● Data for review:

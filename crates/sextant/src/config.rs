//! Configuration types for Sextant error reporting.
//!
//! All types implement [`serde::Deserialize`] so they can be loaded from
//! external sources. Every field is optional in serialized form and falls back
//! to its default.
//!
//! # Overview
//!
//! - [`AppConfig`] - Top-level configuration combining reporter settings and the error family.
//! - [`ReporterConfig`] - Controls how the [`ErrorReporter`](crate::reporter::ErrorReporter) labels
//!   diagnostics and when it aborts.
//!
//! # Example
//!
//! ```
//! # use sextant::config::AppConfig;
//! let config = AppConfig::default();
//! assert_eq!(config.reporter().source(), "xml");
//! assert!(!config.reporter().continue_after_fatal_error());
//! ```

use serde::Deserialize;

use crate::{family::FamilyKind, message::Locale};

/// Top-level application configuration.
#[derive(Debug, Clone, Default, Deserialize)]
pub struct AppConfig {
    /// Reporter configuration section.
    #[serde(default)]
    reporter: ReporterConfig,

    /// Error family used to resolve ranges and the fatal-error policy.
    #[serde(default)]
    family: FamilyKind,
}

impl AppConfig {
    /// Creates a new [`AppConfig`].
    ///
    /// # Arguments
    ///
    /// * `reporter` - Reporter settings.
    /// * `family` - Error family of the parse pass.
    pub fn new(reporter: ReporterConfig, family: FamilyKind) -> Self {
        Self { reporter, family }
    }

    /// Returns the reporter configuration.
    pub fn reporter(&self) -> &ReporterConfig {
        &self.reporter
    }

    /// Returns the configured error family.
    pub fn family(&self) -> FamilyKind {
        self.family
    }

    /// Replace the error family.
    pub fn with_family(mut self, family: FamilyKind) -> Self {
        self.family = family;
        self
    }
}

/// Settings of an [`ErrorReporter`](crate::reporter::ErrorReporter).
#[derive(Debug, Clone, PartialEq, Eq, Deserialize)]
#[serde(default)]
pub struct ReporterConfig {
    /// Label stored as the source of every diagnostic.
    source: String,

    /// Locale passed to message formatters.
    locale: Locale,

    /// Record fatal errors as diagnostics and keep parsing.
    continue_after_fatal_error: bool,

    /// Cross-check positions derived from the parser location against the
    /// document index.
    validate_locator_positions: bool,

    /// Additional keys whose fatal errors never abort parsing.
    ignored_fatal_keys: Vec<String>,
}

impl Default for ReporterConfig {
    fn default() -> Self {
        Self {
            source: "xml".to_string(),
            locale: Locale::default(),
            continue_after_fatal_error: false,
            validate_locator_positions: true,
            ignored_fatal_keys: Vec::new(),
        }
    }
}

impl ReporterConfig {
    /// Returns the diagnostic source label.
    pub fn source(&self) -> &str {
        &self.source
    }

    /// Returns the message locale.
    pub fn locale(&self) -> &Locale {
        &self.locale
    }

    /// Returns `true` if fatal errors never abort parsing.
    pub fn continue_after_fatal_error(&self) -> bool {
        self.continue_after_fatal_error
    }

    /// Returns `true` if parser-derived positions are checked against the
    /// document index.
    pub fn validate_locator_positions(&self) -> bool {
        self.validate_locator_positions
    }

    /// Returns the keys whose fatal errors are ignored in addition to the
    /// family's own.
    pub fn ignored_fatal_keys(&self) -> &[String] {
        &self.ignored_fatal_keys
    }

    /// Set the diagnostic source label.
    pub fn with_source(mut self, source: impl Into<String>) -> Self {
        self.source = source.into();
        self
    }

    /// Set the message locale.
    pub fn with_locale(mut self, locale: Locale) -> Self {
        self.locale = locale;
        self
    }

    /// Set whether parsing continues after fatal errors.
    pub fn with_continue_after_fatal_error(mut self, enabled: bool) -> Self {
        self.continue_after_fatal_error = enabled;
        self
    }

    /// Set whether parser-derived positions are cross-checked.
    pub fn with_validate_locator_positions(mut self, enabled: bool) -> Self {
        self.validate_locator_positions = enabled;
        self
    }

    /// Add a key whose fatal errors never abort parsing.
    pub fn with_ignored_fatal_key(mut self, key: impl Into<String>) -> Self {
        self.ignored_fatal_keys.push(key.into());
        self
    }
}

#[cfg(test)]
mod tests {
    use super::*;

    #[test]
    fn test_defaults() {
        let config = ReporterConfig::default();

        assert_eq!(config.source(), "xml");
        assert_eq!(config.locale().as_str(), "en");
        assert!(!config.continue_after_fatal_error());
        assert!(config.validate_locator_positions());
        assert!(config.ignored_fatal_keys().is_empty());
    }

    #[test]
    fn test_empty_toml_uses_defaults() {
        let config: AppConfig = toml::from_str("").expect("empty config parses");

        assert_eq!(config.family(), FamilyKind::Xml);
        assert_eq!(config.reporter(), &ReporterConfig::default());
    }

    #[test]
    fn test_partial_toml() {
        let config: AppConfig = toml::from_str(
            r#"
            family = "schema"

            [reporter]
            locale = "fr-FR"
            continue_after_fatal_error = true
            ignored_fatal_keys = ["ETagRequired"]
            "#,
        )
        .expect("config parses");

        assert_eq!(config.family(), FamilyKind::Schema);
        let reporter = config.reporter();
        assert_eq!(reporter.source(), "xml");
        assert_eq!(reporter.locale().language(), "fr");
        assert!(reporter.continue_after_fatal_error());
        assert!(reporter.validate_locator_positions());
        assert_eq!(reporter.ignored_fatal_keys(), ["ETagRequired"]);
    }

    #[test]
    fn test_unknown_family_rejected() {
        let result = toml::from_str::<AppConfig>("family = \"relaxng\"");

        assert!(result.is_err());
    }

    #[test]
    fn test_builders() {
        let config = ReporterConfig::default()
            .with_source("sextant")
            .with_continue_after_fatal_error(true)
            .with_validate_locator_positions(false)
            .with_ignored_fatal_key("MarkupEntityMismatch");

        assert_eq!(config.source(), "sextant");
        assert!(config.continue_after_fatal_error());
        assert!(!config.validate_locator_positions());
        assert_eq!(config.ignored_fatal_keys(), ["MarkupEntityMismatch"]);
    }
}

● Task: All of the entries above need to be output again exactly.

● Written response:
filename crates/sextant/src/config.rs
//! Configuration types for Sextant error reporting.
//!
//! All types implement [`serde::Deserialize`] so they can be loaded from
//! external sources. Every field is optional in serialized form and falls back
//! to its default.
//!
//! # Overview
//!
//! - [`AppConfig`] - Top-level configuration combining reporter settings and the error family.
//! - [`ReporterConfig`] - Controls how the [`ErrorReporter`](crate::reporter::ErrorReporter) labels
//!   diagnostics and when it aborts.
//!
//! # Example
//!
//! ```
//! # use sextant::config::AppConfig;
//! let config = AppConfig::default();
//! assert_eq!(config.reporter().source(), "xml");
//! assert!(!config.reporter().continue_after_fatal_error());
//! ```

use serde::Deserialize;

use crate::{family::FamilyKind, message::Locale};

/// Top-level application configuration.
#[derive(Debug, Clone, Default, Deserialize)]
pub struct AppConfig {
    /// Reporter configuration section.
    #[serde(default)]
    reporter: ReporterConfig,

    /// Error family used to resolve ranges and the fatal-error policy.
    #[serde(default)]
    family: FamilyKind,
}

impl AppConfig {
    /// Creates a new [`AppConfig`].
    ///
    /// # Arguments
    ///
    /// * `reporter` - Reporter settings.
    /// * `family` - Error family of the parse pass.
    pub fn new(reporter: ReporterConfig, family: FamilyKind) -> Self {
        Self { reporter, family }
    }

    /// Returns the reporter configuration.
    pub fn reporter(&self) -> &ReporterConfig {
        &self.reporter
    }

    /// Returns the configured error family.
    pub fn family(&self) -> FamilyKind {
        self.family
    }

    /// Replace the error family.
    pub fn with_family(mut self, family: FamilyKind) -> Self {
        self.family = family;
        self
    }
}

/// Settings of an [`ErrorReporter`](crate::reporter::ErrorReporter).
#[derive(Debug, Clone, PartialEq, Eq, Deserialize)]
#[serde(default)]
pub struct ReporterConfig {
    /// Label stored as the source of every diagnostic.
    source: String,

    /// Locale passed to message formatters.
    locale: Locale,

    /// Record fatal errors as diagnostics and keep parsing.
    continue_after_fatal_error: bool,

    /// Cross-check positions derived from the parser location against the
    /// document index.
    validate_locator_positions: bool,

    /// Additional keys whose fatal errors never abort parsing.
    ignored_fatal_keys: Vec<String>,
}

impl Default for ReporterConfig {
    fn default() -> Self {
        Self {
            source: "xml".to_string(),
            locale: Locale::default(),
            continue_after_fatal_error: false,
            validate_locator_positions: true,
            ignored_fatal_keys: Vec::new(),
        }
    }
}

impl ReporterConfig {
    /// Returns the diagnostic source label.
    pub fn source(&self) -> &str {
        &self.source
    }

    /// Returns the message locale.
    pub fn locale(&self) -> &Locale {
        &self.locale
    }

    /// Returns `true` if fatal errors never abort parsing.
    pub fn continue_after_fatal_error(&self) -> bool {
        self.continue_after_fatal_error
    }

    /// Returns `true` if parser-derived positions are checked against the
    /// document index.
    pub fn validate_locator_positions(&self) -> bool {
        self.validate_locator_positions
    }

    /// Returns the keys whose fatal errors are ignored in addition to the
    /// family's own.
    pub fn ignored_fatal_keys(&self) -> &[String] {
        &self.ignored_fatal_keys
    }

    /// Set the diagnostic source label.
    pub fn with_source(mut self, source: impl Into<String>) -> Self {
        self.source = source.into();
        self
    }

    /// Set the message locale.
    pub fn with_locale(mut self, locale: Locale) -> Self {
        self.locale = locale;
        self
    }

    /// Set whether parsing continues after fatal errors.
    pub fn with_continue_after_fatal_error(mut self, enabled: bool) -> Self {
        self.continue_after_fatal_error = enabled;
        self
    }

    /// Set whether parser-derived positions are cross-checked.
    pub fn with_validate_locator_positions(mut self, enabled: bool) -> Self {
        self.validate_locator_positions = enabled;
        self
    }

    /// Add a key whose fatal errors never abort parsing.
    pub fn with_ignored_fatal_key(mut self, key: impl Into<String>) -> Self {
        self.ignored_fatal_keys.push(key.into());
        self
    }
}

#[cfg(test)]
mod tests {
    use super::*;

    #[test]
    fn test_defaults() {
        let config = ReporterConfig::default();

        assert_eq!(config.source(), "xml");
        assert_eq!(config.locale().as_str(), "en");
        assert!(!config.continue_after_fatal_error());
        assert!(config.validate_locator_positions());
        assert!(config.ignored_fatal_keys().is_empty());
    }

    #[test]
    fn test_empty_toml_uses_defaults() {
        let config: AppConfig = toml::from_str("").expect("empty config parses");

        assert_eq!(config.family(), FamilyKind::Xml);
        assert_eq!(config.reporter(), &ReporterConfig::default());
    }

    #[test]
    fn test_partial_toml() {
        let config: AppConfig = toml::from_str(
            r#"
            family = "schema"

            [reporter]
            locale = "fr-FR"
            continue_after_fatal_error = true
            ignored_fatal_keys = ["ETagRequired"]
            "#,
        )
        .expect("config parses");

        assert_eq!(config.family(), FamilyKind::Schema);
        let reporter = config.reporter();
        assert_eq!(reporter.source(), "xml");
        assert_eq!(reporter.locale().language(), "fr");
        assert!(reporter.continue_after_fatal_error());
        assert!(reporter.validate_locator_positions());
        assert_eq!(reporter.ignored_fatal_keys(), ["ETagRequired"]);
    }

    #[test]
    fn test_unknown_family_rejected() {
        let result = toml::from_str::<AppConfig>("family = \"relaxng\"");

        assert!(result.is_err());
    }

    #[test]
    fn test_builders() {
        let config = ReporterConfig::default()
            .with_source("sextant")
            .with_continue_after_fatal_error(true)
            .with_validate_locator_positions(false)
            .with_ignored_fatal_key("MarkupEntityMismatch");

        assert_eq!(config.source(), "sextant");
        assert!(config.continue_after_fatal_error());
        assert!(!config.validate_locator_positions());
        assert_eq!(config.ignored_fatal_keys(), ["MarkupEntityMismatch"]);
    }
}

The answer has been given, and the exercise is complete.